On Thu, Oct 24, 2019 at 7:51 PM Gao Xiang <[email protected]> wrote:

> On Fri, Oct 25, 2019 at 09:45:31AM +0900, Philippe Liard wrote:
> > > Personally speaking, just for Android related use cases, I'd suggest
> > > latest EROFS if you care more about system overall performance more
> > > than compression ratio, even https://lkml.org/lkml/2017/9/22/814 is
> > > applied (you can do benchmark), we did much efforts 3 years ago.
> > >
> > > And that is not only performance but noticable memory overhead (a lot
> > > of extra memory allocations) and heavy page cache thrashing in low
> > > memory scenarios (it's very common [1].)
> >
> > Thanks for the suggestion. EROFS is on our radar and we will
> > (re)consider it once it goes out of staging. But we will most likely
> > stay on squashfs until this happens.
>
> EROFS is already out of staging in mainline right now,
>
> https://git.kernel.org/pub/scm/linux/kernel/git/torvalds/linux.git/tree/fs/erofs/
>
> If you agree on that, I'd suggest you try it right now
> since it's widely (200+ million devices on the market)

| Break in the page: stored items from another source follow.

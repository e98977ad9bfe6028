//! Price bars and the append-only bar series.
//!
//! Each bar carries its own indicator cache. Core fields never change once a
//! bar is in a series; the cache only gains entries.

use crate::domain::error::SignalError;
use crate::domain::indicator::{IndicatorKey, IndicatorValue};
use chrono::NaiveDateTime;
use std::collections::HashMap;

#[derive(Debug, Clone)]
pub struct Bar {
    pub dt: NaiveDateTime,
    pub open: f64,
    pub high: f64,
    pub low: f64,
    pub close: f64,
    pub vol: f64,
    pub amount: f64,
    cache: HashMap<IndicatorKey, IndicatorValue>,
}

impl Bar {
    pub fn new(
        dt: NaiveDateTime,
        open: f64,
        high: f64,
        low: f64,
        close: f64,
        vol: f64,
        amount: f64,
    ) -> Self {
        Self {
            dt,
            open,
            high,
            low,
            close,
            vol,
            amount,
            cache: HashMap::new(),
        }
    }

    /// Cached indicator value, if the key has been computed for this bar.
    pub fn indicator(&self, key: &IndicatorKey) -> Option<&IndicatorValue> {
        self.cache.get(key)
    }

    pub fn has_indicator(&self, key: &IndicatorKey) -> bool {
        self.cache.contains_key(key)
    }

    pub fn cached_len(&self) -> usize {
        self.cache.len()
    }

    /// Entries are written once; a second insert under the same key is ignored.
    pub(crate) fn cache_insert(&mut self, key: &IndicatorKey, value: IndicatorValue) {
        self.cache.entry(key.clone()).or_insert(value);
    }
}

/// Ordered, append-only sequence of bars for one frequency.
#[derive(Debug, Clone, Default)]
pub struct BarSeries {
    bars: Vec<Bar>,
}

impl BarSeries {
    pub fn new() -> Self {
        Self { bars: Vec::new() }
    }

    /// Build a series from bars already sorted by `dt`.
    pub fn from_bars(bars: Vec<Bar>) -> Result<Self, SignalError> {
        let mut series = Self::new();
        for bar in bars {
            series.push(bar)?;
        }
        Ok(series)
    }

    /// Append a bar; its `dt` must be strictly after the current last bar.
    pub fn push(&mut self, bar: Bar) -> Result<(), SignalError> {
        if let Some(last) = self.bars.last() {
            if bar.dt <= last.dt {
                return Err(SignalError::OutOfOrder {
                    dt: bar.dt.to_string(),
                    last: last.dt.to_string(),
                });
            }
        }
        self.bars.push(bar);
        Ok(())
    }

    pub fn len(&self) -> usize {
        self.bars.len()
    }

    pub fn is_empty(&self) -> bool {
        self.bars.is_empty()
    }

    pub fn bars(&self) -> &[Bar] {
        &self.bars
    }

    pub fn last(&self) -> Option<&Bar> {
        self.bars.last()
    }

    /// The most recent `n` bars (all of them if fewer exist).
    pub fn tail(&self, n: usize) -> &[Bar] {
        let start = self.bars.len().saturating_sub(n);
        &self.bars[start..]
    }

    pub(crate) fn bars_mut(&mut self) -> &mut [Bar] {
        &mut self.bars
    }
}

#[cfg(test)]
mod tests {
    use super::*;
    use chrono::NaiveDate;

    fn at(hour: u32) -> NaiveDateTime {
        NaiveDate::from_ymd_opt(2024, 1, 15)
            .unwrap()
            .and_hms_opt(hour, 0, 0)
            .unwrap()
    }

    fn sample_bar(hour: u32, close: f64) -> Bar {
        Bar::new(at(hour), close, close + 1.0, close - 1.0, close, 1000.0, close * 1000.0)
    }

    #[test]
    fn push_keeps_order() {
        let mut series = BarSeries::new();
        series.push(sample_bar(9, 100.0)).unwrap();
        series.push(sample_bar(10, 101.0)).unwrap();
        assert_eq!(series.len(), 2);
        assert_eq!(series.last().unwrap().close, 101.0);
    }

    #[test]
    fn push_rejects_out_of_order() {
        let mut series = BarSeries::new();
        series.push(sample_bar(10, 100.0)).unwrap();
        let err = series.push(sample_bar(9, 99.0)).unwrap_err();
        assert!(matches!(err, SignalError::OutOfOrder { .. }));

        let err = series.push(sample_bar(10, 99.0)).unwrap_err();
        assert!(matches!(err, SignalError::OutOfOrder { .. }));
        assert_eq!(series.len(), 1);
    }

    #[test]
    fn tail_bounds() {
        let series =
            BarSeries::from_bars((0..5).map(|h| sample_bar(h, 100.0 + h as f64)).collect())
                .unwrap();
        assert_eq!(series.tail(3).len(), 3);
        assert_eq!(series.tail(3)[0].close, 102.0);
        assert_eq!(series.tail(100).len(), 5);
        assert!(BarSeries::new().tail(10).is_empty());
    }

    #[test]
    fn cache_insert_is_write_once() {
        let mut bar = sample_bar(9, 100.0);
        let key = IndicatorKey::Sma(5);
        bar.cache_insert(&key, IndicatorValue::Simple(1.0));
        bar.cache_insert(&key, IndicatorValue::Simple(2.0));
        assert_eq!(bar.indicator(&key).and_then(|v| v.simple()), Some(1.0));
        assert_eq!(bar.cached_len(), 1);
        assert!(bar.has_indicator(&key));
        assert!(!bar.has_indicator(&IndicatorKey::Ema(5)));
    }
}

> deployed for our Android smartphones and fully open source
> and open community. I think this is not a regrettable
> attempt and we can response any question.
>
> https://lore.kernel.org/r/20191024033259.GA2513@hsiangkao-HP-ZHAN-66-Pro-G1
>
> In my personal opinion, just for Android use cases,
> I think it is worth taking some time.
>
> All well said. The question, though, is if that is a reason to reject
squashfs performance improvements. I argue that it is not. The decision to
switch to erofs or not is completely orthogonal to squashfs performance
improvements, and one doesn't preclude the other.